[Problem statement]:
When the string "super" is part of a line in the data below, report the whole line.

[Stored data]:
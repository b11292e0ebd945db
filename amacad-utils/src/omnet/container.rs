//! Discovery of configurations and runs in a results directory.

use std::{
    collections::{BTreeMap, BTreeSet},
    ffi::OsStr,
    fs::{self, File},
    io::{BufReader, Read},
    path::{Path, PathBuf},
    process::Command,
};

use flate2::bufread::GzDecoder;

use super::{parse_runs, OmnetError, RunResults};

/// Enumerate all configurations in `directory`, mapping each configuration name to a container
/// holding its runs. The configuration name is the file name up to the first `-`, considering
/// only tar archives if `archived` is set, and only scalar files otherwise.
pub fn enumerate_configs(
    directory: impl AsRef<Path>,
    archived: bool,
) -> Result<BTreeMap<String, DataContainer>, OmnetError> {
    let directory = directory.as_ref();
    let marker = marker(archived);

    let configs: BTreeSet<String> = fs::read_dir(directory)?
        .filter_map(|entry| entry.ok())
        .map(|entry| entry.file_name().to_string_lossy().to_string())
        .filter(|name| name.contains(marker))
        .filter_map(|name| name.split('-').next().map(str::to_string))
        .collect();

    configs
        .into_iter()
        .map(|config| DataContainer::new(config.clone(), directory, archived).map(|c| (config, c)))
        .collect()
}

fn marker(archived: bool) -> &'static str {
    if archived {
        "tar"
    } else {
        "sca"
    }
}

/// Extract the run number from a file name `<config>-<run>[-...][.ext]`.
fn run_number(config: &str, file_name: &str) -> Option<u32> {
    file_name
        .strip_prefix(config)?
        .strip_prefix('-')?
        .split(|c: char| c == '-' || c == '.')
        .next()?
        .parse()
        .ok()
}

/// All runs of a single configuration, with the currently selected run.
#[derive(Debug)]
pub struct DataContainer {
    config: String,
    archived: bool,
    runs: BTreeMap<u32, PathBuf>,
    selected: Option<RunResults>,
}

impl DataContainer {
    /// Scan `directory` for all runs of `config`.
    pub fn new(
        config: impl Into<String>,
        directory: impl AsRef<Path>,
        archived: bool,
    ) -> Result<Self, OmnetError> {
        let config = config.into();
        let pattern = format!(
            "{}/{}-*",
            glob::Pattern::escape(&directory.as_ref().to_string_lossy()),
            glob::Pattern::escape(&config)
        );

        let mut runs = BTreeMap::new();
        for path in glob::glob(&pattern)?.filter_map(Result::ok) {
            let Some(file_name) = path.file_name().map(|n| n.to_string_lossy().to_string()) else {
                continue;
            };
            if !file_name.contains(marker(archived)) {
                continue;
            }
            match run_number(&config, &file_name) {
                Some(run) => {
                    runs.insert(run, path);
                }
                None => log::trace!("Ignoring {file_name}, it has no run number"),
            }
        }

        Ok(Self {
            config,
            archived,
            runs,
            selected: None,
        })
    }

    /// Sorted list of all run numbers of this configuration.
    pub fn run_list(&self) -> Vec<u32> {
        self.runs.keys().copied().collect()
    }

    /// Load the given run and make it the selected one.
    pub fn select_run(&mut self, run: u32) -> Result<&RunResults, OmnetError> {
        let path = self
            .runs
            .get(&run)
            .ok_or_else(|| OmnetError::RunNotFound {
                config: self.config.clone(),
                run,
            })?;

        log::trace!("Loading run #{run} of {} from {path:?}", self.config);
        let content = if self.archived {
            read_archive(path)?
        } else {
            read_scalar_file(path)?
        };

        let mut runs = parse_runs(&content)?;
        if runs.is_empty() {
            return Err(OmnetError::NoRuns(path.display().to_string()));
        }
        // a file with a single run may omit the `runnumber` attribute
        let idx = runs
            .iter()
            .position(|r| r.run_number() == Some(run))
            .or_else(|| (runs.len() == 1 && runs[0].run_number().is_none()).then_some(0))
            .ok_or_else(|| OmnetError::RunNotFound {
                config: self.config.clone(),
                run,
            })?;

        Ok(&*self.selected.insert(runs.swap_remove(idx)))
    }

    /// The run loaded by the last successful call to [`DataContainer::select_run`].
    pub fn selected(&self) -> Option<&RunResults> {
        self.selected.as_ref()
    }
}

fn read_scalar_file(path: &Path) -> Result<String, OmnetError> {
    let mut content = String::new();
    if path.extension() == Some(OsStr::new("gz")) {
        GzDecoder::new(BufReader::new(File::open(path)?)).read_to_string(&mut content)?;
    } else {
        File::open(path)?.read_to_string(&mut content)?;
    }
    Ok(content)
}

/// Extract the first scalar file of a tar archive using the system `tar`.
fn read_archive(path: &Path) -> Result<String, OmnetError> {
    let listing = tar(path, &["-tf"], None)?;
    let entry = listing
        .lines()
        .map(str::trim)
        .find(|entry| entry.ends_with(".sca"))
        .ok_or_else(|| OmnetError::NoScalarFile(path.display().to_string()))?;
    tar(path, &["-xOf"], Some(entry))
}

fn tar(path: &Path, flags: &[&str], entry: Option<&str>) -> Result<String, OmnetError> {
    let mut command = Command::new("tar");
    command.args(flags).arg(path);
    if let Some(entry) = entry {
        command.arg(entry);
    }
    let output = command.output()?;
    if !output.status.success() {
        return Err(OmnetError::Tar {
            path: path.display().to_string(),
            stderr: String::from_utf8_lossy(&output.stderr).trim().to_string(),
        });
    }
    Ok(String::from_utf8_lossy(&output.stdout).into_owned())
}

#[cfg(test)]
mod test {
    use std::io::Write;

    use flate2::{write::GzEncoder, Compression};
    use tempfile::tempdir;

    use super::*;

    fn sca(run: u32, overhead: f64) -> String {
        format!("version 2\nrun Grid-{run}-x\nattr runnumber {run}\nscalar Grid.node[0].net overhead {overhead}\n")
    }

    #[test]
    fn test_run_number() {
        assert_eq!(run_number("Grid", "Grid-12.sca"), Some(12));
        assert_eq!(run_number("Grid", "Grid-3-20120101.sca"), Some(3));
        assert_eq!(run_number("Grid", "Grid-3.tar.gz"), Some(3));
        assert_eq!(run_number("Grid", "GridX-3.sca"), None);
        assert_eq!(run_number("Grid", "Grid-x.sca"), None);
    }

    #[test]
    fn enumerate_loose_files() {
        let dir = tempdir().unwrap();
        fs::write(dir.path().join("Grid-0.sca"), sca(0, 1.0)).unwrap();
        fs::write(dir.path().join("Grid-1.sca"), sca(1, 2.0)).unwrap();
        fs::write(dir.path().join("Grid-1.vec"), "garbage").unwrap();
        fs::write(dir.path().join("notes.txt"), "garbage").unwrap();
        let mut gz = GzEncoder::new(
            File::create(dir.path().join("Highway-4.sca.gz")).unwrap(),
            Compression::default(),
        );
        gz.write_all(sca(4, 3.0).as_bytes()).unwrap();
        gz.finish().unwrap();

        let mut configs = enumerate_configs(dir.path(), false).unwrap();
        assert_eq!(
            configs.keys().collect::<Vec<_>>(),
            vec!["Grid", "Highway"]
        );

        let grid = configs.get_mut("Grid").unwrap();
        assert_eq!(grid.run_list(), vec![0, 1]);
        let run = grid.select_run(1).unwrap();
        assert_eq!(run.scalars[0].value, 2.0);
        assert_eq!(grid.selected().unwrap().run_number(), Some(1));
        assert!(matches!(
            grid.select_run(7),
            Err(OmnetError::RunNotFound { run: 7, .. })
        ));

        let highway = configs.get_mut("Highway").unwrap();
        assert_eq!(highway.run_list(), vec![4]);
        assert_eq!(highway.select_run(4).unwrap().scalars[0].value, 3.0);
    }

    #[test]
    fn corrupt_run() {
        let dir = tempdir().unwrap();
        fs::write(dir.path().join("Grid-0.sca"), "run a\nscalar m x nope\n").unwrap();
        fs::write(dir.path().join("Grid-1.sca"), "version 2\n").unwrap();
        let mut container = DataContainer::new("Grid", dir.path(), false).unwrap();
        assert!(matches!(
            container.select_run(0),
            Err(OmnetError::Parse { line: 2, .. })
        ));
        assert!(matches!(container.select_run(1), Err(OmnetError::NoRuns(_))));
        assert!(container.selected().is_none());
    }

    #[test]
    fn run_number_mismatch() {
        let dir = tempdir().unwrap();
        fs::write(dir.path().join("Grid-5.sca"), sca(0, 1.0) + &sca(1, 2.0)).unwrap();
        fs::write(
            dir.path().join("Grid-6.sca"),
            "run Grid-6-x\nscalar Grid.node[0].net overhead 6\n",
        )
        .unwrap();
        let mut container = DataContainer::new("Grid", dir.path(), false).unwrap();
        assert!(matches!(
            container.select_run(5),
            Err(OmnetError::RunNotFound { run: 5, .. })
        ));
        assert!(container.selected().is_none());
        assert_eq!(container.select_run(6).unwrap().scalars[0].value, 6.0);
    }

    #[test]
    fn archived_runs() {
        let dir = tempdir().unwrap();
        let staging = tempdir().unwrap();
        fs::write(staging.path().join("Grid-2.sca"), sca(2, 5.0)).unwrap();
        fs::write(staging.path().join("Grid-2.vec"), "vector data").unwrap();
        let status = Command::new("tar")
            .arg("-cf")
            .arg(dir.path().join("Grid-2.tar"))
            .arg("-C")
            .arg(staging.path())
            .args(["Grid-2.vec", "Grid-2.sca"])
            .status()
            .unwrap();
        assert!(status.success());

        let mut configs = enumerate_configs(dir.path(), true).unwrap();
        let grid = configs.get_mut("Grid").unwrap();
        assert_eq!(grid.run_list(), vec![2]);
        assert_eq!(grid.select_run(2).unwrap().scalars[0].value, 5.0);

        // loose mode does not see the archive
        assert!(enumerate_configs(dir.path(), false).unwrap().is_empty());
    }
}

[Response box]:
use super::{parse_runs, OmnetError, RunResults};
    use super::*;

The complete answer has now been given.